Action item: Start with the first line of the records below. Output each line exactly, ending with the one that contains "is usually headless);".

Stored data entries:
-*-

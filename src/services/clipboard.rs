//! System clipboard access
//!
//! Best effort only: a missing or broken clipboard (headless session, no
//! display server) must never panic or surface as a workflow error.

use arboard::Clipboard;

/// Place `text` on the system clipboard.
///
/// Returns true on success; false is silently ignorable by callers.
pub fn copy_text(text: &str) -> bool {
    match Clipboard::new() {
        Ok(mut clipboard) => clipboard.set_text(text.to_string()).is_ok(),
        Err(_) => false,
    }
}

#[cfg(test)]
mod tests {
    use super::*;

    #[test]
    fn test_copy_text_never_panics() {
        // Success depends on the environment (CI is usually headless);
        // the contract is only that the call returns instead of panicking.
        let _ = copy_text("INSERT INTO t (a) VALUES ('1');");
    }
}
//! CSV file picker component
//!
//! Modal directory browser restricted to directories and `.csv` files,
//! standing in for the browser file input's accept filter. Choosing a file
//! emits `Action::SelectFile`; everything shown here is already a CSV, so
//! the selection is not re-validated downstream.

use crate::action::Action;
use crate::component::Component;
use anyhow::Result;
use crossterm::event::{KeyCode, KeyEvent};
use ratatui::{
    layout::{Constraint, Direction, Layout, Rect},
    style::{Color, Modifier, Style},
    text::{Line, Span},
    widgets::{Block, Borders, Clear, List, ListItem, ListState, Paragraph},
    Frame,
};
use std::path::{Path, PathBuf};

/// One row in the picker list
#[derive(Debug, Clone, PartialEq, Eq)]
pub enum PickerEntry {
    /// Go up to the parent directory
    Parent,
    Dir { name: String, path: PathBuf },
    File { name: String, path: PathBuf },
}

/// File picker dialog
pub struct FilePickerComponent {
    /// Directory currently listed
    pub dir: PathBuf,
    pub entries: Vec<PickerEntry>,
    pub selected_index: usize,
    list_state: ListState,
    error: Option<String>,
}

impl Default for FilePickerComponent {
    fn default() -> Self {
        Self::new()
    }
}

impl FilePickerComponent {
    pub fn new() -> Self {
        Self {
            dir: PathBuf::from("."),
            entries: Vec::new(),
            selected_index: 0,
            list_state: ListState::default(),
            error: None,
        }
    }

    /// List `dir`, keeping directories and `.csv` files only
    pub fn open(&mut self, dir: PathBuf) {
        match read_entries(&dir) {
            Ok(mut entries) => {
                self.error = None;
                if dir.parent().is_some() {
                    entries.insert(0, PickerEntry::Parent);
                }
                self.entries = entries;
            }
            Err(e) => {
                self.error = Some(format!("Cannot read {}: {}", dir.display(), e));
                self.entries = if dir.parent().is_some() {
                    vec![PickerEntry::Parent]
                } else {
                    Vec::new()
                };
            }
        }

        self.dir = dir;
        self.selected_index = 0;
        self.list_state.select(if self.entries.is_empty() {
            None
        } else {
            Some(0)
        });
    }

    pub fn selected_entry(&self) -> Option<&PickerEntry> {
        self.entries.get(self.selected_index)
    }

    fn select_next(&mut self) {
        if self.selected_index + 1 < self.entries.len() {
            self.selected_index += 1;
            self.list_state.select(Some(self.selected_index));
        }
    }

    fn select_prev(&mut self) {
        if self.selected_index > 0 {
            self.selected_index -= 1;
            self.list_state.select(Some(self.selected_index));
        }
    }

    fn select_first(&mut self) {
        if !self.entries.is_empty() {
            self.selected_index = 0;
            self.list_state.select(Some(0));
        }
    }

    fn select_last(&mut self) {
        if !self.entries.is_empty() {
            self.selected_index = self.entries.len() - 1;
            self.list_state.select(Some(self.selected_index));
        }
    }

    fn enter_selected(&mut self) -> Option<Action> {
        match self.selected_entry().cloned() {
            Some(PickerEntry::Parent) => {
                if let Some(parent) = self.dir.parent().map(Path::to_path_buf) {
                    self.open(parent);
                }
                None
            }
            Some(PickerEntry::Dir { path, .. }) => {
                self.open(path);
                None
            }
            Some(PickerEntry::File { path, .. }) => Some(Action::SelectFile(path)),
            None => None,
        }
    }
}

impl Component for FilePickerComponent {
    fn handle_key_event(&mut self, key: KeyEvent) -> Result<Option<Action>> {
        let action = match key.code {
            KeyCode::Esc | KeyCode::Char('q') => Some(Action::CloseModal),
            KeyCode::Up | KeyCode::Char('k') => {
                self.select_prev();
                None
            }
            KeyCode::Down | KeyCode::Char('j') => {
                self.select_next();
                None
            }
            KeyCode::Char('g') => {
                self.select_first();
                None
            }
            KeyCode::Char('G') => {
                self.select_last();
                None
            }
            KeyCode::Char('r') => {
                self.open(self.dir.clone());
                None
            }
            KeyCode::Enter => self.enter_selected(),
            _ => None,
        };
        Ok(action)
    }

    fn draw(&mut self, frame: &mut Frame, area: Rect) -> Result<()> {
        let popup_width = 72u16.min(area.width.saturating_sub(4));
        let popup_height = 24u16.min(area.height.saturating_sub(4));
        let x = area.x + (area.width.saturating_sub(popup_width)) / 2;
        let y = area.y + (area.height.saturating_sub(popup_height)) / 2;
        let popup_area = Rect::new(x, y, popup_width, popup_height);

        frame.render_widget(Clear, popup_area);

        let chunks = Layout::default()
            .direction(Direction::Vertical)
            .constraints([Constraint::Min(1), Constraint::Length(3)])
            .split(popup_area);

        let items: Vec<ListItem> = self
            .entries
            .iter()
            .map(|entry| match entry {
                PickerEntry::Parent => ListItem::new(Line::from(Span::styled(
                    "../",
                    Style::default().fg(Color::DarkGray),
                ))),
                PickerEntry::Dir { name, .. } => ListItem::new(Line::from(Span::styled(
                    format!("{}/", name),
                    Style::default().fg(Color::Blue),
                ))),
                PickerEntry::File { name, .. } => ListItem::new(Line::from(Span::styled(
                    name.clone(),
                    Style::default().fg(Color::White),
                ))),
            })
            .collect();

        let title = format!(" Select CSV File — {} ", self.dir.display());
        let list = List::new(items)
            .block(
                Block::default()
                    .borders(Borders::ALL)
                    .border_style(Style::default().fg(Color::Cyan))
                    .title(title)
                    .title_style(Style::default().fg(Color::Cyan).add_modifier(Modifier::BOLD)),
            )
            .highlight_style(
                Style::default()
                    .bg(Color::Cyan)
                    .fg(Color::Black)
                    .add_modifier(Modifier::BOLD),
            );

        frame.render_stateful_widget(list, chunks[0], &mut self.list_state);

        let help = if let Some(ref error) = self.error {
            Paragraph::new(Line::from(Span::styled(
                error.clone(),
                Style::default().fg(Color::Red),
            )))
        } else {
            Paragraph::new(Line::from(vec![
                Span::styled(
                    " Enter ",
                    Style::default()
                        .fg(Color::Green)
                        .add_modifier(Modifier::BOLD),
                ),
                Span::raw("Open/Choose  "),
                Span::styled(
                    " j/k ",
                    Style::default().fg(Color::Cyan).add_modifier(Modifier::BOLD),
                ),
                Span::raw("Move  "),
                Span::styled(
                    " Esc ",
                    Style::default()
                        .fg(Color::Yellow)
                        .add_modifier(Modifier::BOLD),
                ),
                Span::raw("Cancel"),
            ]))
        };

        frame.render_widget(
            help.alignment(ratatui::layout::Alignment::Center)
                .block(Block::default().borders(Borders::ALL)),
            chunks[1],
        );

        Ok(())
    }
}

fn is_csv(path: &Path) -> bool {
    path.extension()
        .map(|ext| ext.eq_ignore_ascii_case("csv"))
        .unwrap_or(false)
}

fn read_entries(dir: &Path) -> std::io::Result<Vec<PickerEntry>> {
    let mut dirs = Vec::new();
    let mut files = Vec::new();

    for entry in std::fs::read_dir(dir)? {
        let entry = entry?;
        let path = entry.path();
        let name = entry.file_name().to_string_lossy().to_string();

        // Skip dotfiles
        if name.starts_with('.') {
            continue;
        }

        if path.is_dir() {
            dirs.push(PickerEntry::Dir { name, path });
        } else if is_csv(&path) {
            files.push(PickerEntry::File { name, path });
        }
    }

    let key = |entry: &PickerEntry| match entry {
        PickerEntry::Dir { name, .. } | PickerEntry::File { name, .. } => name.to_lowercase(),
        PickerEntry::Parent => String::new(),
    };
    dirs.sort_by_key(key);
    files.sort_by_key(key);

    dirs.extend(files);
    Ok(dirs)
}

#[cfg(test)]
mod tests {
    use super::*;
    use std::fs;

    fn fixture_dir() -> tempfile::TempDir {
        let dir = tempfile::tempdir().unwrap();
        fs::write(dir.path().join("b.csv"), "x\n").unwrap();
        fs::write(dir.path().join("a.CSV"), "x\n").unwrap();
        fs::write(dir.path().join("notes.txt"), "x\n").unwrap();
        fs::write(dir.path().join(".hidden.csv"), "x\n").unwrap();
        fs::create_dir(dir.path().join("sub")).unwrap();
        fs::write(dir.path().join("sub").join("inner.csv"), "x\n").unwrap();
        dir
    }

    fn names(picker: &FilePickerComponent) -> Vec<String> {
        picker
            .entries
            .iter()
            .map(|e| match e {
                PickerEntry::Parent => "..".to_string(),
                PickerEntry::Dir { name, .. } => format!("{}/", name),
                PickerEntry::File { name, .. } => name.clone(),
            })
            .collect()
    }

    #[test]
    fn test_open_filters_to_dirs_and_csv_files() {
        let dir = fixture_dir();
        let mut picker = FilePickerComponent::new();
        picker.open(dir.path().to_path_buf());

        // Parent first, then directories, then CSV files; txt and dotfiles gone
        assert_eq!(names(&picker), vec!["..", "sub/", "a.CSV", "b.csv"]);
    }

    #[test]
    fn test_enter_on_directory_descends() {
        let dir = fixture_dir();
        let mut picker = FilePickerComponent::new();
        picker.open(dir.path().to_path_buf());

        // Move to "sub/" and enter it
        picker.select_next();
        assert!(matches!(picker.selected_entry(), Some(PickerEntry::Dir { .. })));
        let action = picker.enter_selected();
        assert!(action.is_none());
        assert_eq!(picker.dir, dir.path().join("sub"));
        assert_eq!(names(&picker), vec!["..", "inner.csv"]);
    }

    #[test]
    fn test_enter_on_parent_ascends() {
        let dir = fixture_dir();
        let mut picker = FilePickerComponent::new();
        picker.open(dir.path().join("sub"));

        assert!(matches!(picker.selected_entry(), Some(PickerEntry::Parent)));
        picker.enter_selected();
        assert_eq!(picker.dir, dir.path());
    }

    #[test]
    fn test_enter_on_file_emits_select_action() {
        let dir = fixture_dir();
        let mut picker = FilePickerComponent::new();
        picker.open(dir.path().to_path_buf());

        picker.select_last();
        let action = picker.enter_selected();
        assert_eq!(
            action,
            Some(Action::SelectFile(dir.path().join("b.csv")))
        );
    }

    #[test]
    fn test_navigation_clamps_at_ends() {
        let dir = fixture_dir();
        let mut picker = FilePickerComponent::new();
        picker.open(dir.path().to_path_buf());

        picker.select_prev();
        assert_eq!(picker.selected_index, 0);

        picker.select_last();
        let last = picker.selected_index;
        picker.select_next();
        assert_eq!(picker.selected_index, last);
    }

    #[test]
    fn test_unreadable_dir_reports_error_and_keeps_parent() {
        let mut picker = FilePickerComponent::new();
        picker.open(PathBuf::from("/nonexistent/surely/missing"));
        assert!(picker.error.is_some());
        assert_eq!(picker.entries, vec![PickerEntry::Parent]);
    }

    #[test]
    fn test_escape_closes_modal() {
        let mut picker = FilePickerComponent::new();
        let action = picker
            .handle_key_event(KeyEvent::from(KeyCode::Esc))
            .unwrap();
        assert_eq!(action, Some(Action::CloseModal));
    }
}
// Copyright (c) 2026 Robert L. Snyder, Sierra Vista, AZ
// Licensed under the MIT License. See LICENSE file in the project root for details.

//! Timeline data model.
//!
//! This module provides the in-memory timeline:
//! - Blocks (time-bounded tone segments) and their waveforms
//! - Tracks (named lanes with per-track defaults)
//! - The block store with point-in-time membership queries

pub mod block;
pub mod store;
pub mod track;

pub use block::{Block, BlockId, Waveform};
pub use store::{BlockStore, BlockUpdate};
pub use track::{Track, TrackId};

-*-

Exercise response:
filename src/services/clipboard.rs
//! System clipboard access
//!
//! Best effort only: a missing or broken clipboard (headless session, no
//! display server) must never panic or surface as a workflow error.

use arboard::Clipboard;

/// Place `text` on the system clipboard.
///
/// Returns true on success; false is silently ignorable by callers.
pub fn copy_text(text: &str) -> bool {
    match Clipboard::new() {
        Ok(mut clipboard) => clipboard.set_text(text.to_string()).is_ok(),
        Err(_) => false,
    }
}

#[cfg(test)]
mod tests {
    use super::*;

    #[test]
    fn test_copy_text_never_panics() {
        // Success depends on the environment (CI is usually headless);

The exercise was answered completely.